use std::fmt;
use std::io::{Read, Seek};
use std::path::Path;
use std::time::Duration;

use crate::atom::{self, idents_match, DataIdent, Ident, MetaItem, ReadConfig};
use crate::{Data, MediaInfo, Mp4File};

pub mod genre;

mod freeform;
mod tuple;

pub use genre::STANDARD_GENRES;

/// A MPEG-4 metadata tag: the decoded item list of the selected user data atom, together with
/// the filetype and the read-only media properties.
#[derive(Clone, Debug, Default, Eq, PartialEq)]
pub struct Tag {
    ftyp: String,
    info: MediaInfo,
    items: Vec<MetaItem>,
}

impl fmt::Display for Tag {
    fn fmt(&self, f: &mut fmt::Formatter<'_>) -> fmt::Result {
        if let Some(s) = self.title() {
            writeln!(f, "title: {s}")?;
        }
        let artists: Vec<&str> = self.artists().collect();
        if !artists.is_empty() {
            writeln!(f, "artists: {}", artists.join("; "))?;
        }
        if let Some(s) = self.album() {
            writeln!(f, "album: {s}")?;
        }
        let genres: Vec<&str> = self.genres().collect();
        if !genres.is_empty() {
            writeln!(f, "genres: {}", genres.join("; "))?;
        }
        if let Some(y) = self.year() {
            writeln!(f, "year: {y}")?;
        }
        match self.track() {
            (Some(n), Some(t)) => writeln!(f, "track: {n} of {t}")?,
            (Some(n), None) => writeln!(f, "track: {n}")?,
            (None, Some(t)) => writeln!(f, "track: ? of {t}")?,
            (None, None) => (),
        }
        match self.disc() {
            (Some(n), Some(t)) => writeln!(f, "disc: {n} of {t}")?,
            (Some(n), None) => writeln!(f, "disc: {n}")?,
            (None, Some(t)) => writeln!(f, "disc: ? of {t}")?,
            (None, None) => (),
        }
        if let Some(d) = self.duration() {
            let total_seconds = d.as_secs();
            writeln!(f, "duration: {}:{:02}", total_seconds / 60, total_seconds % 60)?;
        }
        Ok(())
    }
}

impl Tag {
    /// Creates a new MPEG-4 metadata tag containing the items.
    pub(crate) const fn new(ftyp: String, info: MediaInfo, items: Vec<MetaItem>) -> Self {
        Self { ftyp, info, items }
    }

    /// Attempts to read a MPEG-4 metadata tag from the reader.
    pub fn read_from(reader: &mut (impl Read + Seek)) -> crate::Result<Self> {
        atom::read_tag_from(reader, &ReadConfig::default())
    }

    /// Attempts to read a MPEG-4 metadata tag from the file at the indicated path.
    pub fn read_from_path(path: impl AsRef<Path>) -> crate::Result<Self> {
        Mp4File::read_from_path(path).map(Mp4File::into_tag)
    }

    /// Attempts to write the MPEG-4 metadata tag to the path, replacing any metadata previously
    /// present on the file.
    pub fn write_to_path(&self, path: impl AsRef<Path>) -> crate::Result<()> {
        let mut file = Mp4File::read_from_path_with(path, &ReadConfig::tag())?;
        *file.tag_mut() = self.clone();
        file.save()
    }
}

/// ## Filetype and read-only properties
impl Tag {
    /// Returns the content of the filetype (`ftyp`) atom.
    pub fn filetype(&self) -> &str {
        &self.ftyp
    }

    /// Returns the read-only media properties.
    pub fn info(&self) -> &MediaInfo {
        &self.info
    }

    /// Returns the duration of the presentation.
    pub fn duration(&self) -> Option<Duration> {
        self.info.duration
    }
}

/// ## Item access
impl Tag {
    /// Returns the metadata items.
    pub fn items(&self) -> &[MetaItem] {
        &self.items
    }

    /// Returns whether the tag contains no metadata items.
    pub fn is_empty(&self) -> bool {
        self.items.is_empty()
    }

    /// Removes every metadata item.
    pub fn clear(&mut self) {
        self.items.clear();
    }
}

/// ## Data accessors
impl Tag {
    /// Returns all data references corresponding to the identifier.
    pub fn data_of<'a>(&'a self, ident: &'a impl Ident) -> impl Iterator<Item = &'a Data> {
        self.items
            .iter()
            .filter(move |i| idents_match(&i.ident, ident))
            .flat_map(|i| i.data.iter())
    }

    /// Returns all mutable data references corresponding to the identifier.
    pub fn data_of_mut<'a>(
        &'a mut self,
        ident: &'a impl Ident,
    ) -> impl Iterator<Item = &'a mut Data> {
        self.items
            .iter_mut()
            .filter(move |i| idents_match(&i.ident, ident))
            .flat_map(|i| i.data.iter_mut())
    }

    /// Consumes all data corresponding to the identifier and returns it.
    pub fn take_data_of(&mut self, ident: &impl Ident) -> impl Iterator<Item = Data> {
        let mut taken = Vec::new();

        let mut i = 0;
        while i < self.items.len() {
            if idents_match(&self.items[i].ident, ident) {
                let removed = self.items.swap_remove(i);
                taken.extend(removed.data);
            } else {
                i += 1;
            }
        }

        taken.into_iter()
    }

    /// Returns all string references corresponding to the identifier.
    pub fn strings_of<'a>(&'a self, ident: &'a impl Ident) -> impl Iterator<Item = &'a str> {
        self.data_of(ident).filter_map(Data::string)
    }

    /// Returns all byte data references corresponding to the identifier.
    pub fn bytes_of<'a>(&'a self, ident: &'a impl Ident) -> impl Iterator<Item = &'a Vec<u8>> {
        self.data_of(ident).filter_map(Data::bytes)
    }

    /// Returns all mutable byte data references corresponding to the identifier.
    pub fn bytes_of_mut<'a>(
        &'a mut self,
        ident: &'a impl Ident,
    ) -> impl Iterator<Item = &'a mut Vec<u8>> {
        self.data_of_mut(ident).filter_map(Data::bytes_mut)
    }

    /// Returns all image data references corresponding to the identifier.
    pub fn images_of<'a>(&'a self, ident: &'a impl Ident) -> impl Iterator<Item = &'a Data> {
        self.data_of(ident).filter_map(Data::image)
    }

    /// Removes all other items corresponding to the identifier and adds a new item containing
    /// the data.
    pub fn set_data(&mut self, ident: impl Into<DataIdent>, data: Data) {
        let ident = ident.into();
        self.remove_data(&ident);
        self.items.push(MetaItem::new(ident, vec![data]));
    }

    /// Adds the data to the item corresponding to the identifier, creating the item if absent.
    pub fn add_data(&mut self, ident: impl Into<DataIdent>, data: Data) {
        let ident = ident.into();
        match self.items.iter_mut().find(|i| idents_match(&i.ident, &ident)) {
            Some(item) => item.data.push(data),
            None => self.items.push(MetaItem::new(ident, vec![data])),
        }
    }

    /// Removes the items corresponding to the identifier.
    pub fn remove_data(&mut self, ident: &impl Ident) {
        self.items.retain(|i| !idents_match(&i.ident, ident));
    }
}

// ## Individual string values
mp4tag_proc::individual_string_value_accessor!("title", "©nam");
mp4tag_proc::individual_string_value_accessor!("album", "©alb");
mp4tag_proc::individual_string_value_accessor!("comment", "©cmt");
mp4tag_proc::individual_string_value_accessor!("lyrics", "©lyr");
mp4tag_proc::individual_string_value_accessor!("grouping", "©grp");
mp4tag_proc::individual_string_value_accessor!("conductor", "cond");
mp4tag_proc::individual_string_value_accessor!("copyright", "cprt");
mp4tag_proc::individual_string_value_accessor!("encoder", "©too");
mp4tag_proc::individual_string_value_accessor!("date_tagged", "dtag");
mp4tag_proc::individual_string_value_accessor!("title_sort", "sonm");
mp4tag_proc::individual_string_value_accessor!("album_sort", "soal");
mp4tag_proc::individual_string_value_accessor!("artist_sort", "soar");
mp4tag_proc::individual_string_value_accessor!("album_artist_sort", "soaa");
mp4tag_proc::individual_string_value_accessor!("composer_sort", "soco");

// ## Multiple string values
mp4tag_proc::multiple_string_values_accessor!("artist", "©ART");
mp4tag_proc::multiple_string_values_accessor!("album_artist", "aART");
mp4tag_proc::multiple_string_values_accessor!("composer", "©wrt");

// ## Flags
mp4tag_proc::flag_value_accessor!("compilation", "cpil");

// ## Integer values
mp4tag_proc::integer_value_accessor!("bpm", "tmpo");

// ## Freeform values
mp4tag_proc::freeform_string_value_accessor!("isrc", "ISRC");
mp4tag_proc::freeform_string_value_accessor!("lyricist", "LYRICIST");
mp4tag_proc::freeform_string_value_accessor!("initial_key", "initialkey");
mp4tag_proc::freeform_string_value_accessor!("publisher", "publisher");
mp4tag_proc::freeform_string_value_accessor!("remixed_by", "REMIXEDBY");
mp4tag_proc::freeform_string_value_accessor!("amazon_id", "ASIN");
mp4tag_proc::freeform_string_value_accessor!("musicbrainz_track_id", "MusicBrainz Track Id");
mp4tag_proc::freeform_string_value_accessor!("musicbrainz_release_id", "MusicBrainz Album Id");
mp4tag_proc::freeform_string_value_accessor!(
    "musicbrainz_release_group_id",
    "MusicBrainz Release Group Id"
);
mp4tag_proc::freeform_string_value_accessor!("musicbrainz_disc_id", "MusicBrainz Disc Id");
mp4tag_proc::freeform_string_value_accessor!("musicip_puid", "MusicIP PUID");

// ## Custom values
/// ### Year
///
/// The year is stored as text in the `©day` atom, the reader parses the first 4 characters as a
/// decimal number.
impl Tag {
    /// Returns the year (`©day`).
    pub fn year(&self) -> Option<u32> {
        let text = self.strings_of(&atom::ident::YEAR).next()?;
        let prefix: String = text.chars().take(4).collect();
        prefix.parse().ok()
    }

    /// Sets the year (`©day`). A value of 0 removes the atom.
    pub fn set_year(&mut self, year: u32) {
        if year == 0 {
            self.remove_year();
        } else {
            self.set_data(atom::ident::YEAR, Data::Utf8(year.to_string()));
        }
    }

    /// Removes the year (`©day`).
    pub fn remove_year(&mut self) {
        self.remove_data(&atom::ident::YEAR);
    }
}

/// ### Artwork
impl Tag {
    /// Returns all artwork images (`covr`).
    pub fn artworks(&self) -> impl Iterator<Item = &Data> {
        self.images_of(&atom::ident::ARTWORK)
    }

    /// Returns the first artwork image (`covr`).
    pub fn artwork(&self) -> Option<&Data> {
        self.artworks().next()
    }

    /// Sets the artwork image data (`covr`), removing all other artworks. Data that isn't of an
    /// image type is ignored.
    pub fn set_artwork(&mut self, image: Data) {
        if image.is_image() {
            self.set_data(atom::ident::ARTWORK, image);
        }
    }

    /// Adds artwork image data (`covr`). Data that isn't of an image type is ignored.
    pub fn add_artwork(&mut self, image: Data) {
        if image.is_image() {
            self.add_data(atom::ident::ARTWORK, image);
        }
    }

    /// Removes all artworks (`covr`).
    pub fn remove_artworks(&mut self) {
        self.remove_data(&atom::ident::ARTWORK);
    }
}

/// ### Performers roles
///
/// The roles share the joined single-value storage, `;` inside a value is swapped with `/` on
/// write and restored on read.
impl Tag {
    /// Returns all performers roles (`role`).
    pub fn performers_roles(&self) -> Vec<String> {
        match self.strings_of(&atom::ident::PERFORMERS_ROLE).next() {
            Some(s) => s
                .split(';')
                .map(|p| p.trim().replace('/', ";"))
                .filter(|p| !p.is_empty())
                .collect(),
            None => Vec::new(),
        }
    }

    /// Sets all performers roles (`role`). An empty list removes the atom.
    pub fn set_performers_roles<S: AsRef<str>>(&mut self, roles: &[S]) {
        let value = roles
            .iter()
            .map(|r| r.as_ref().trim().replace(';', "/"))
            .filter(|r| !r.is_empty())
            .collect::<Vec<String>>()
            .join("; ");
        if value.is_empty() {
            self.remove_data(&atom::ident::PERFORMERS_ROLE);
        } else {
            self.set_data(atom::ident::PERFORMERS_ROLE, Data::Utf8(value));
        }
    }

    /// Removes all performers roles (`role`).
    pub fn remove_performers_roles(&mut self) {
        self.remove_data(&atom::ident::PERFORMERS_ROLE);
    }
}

**Task to carry out:** Working from the data above, extract solely the lines from the one containing "use std::time::Duration;" through the one containing "atom, together with", exactly as they appear, both included.

**Result of this exercise:**
use std::time::Duration;

use crate::atom::{self, idents_match, DataIdent, Ident, MetaItem, ReadConfig};
use crate::{Data, MediaInfo, Mp4File};

pub mod genre;

mod freeform;
mod tuple;

pub use genre::STANDARD_GENRES;

/// A MPEG-4 metadata tag: the decoded item list of the selected user data atom, together with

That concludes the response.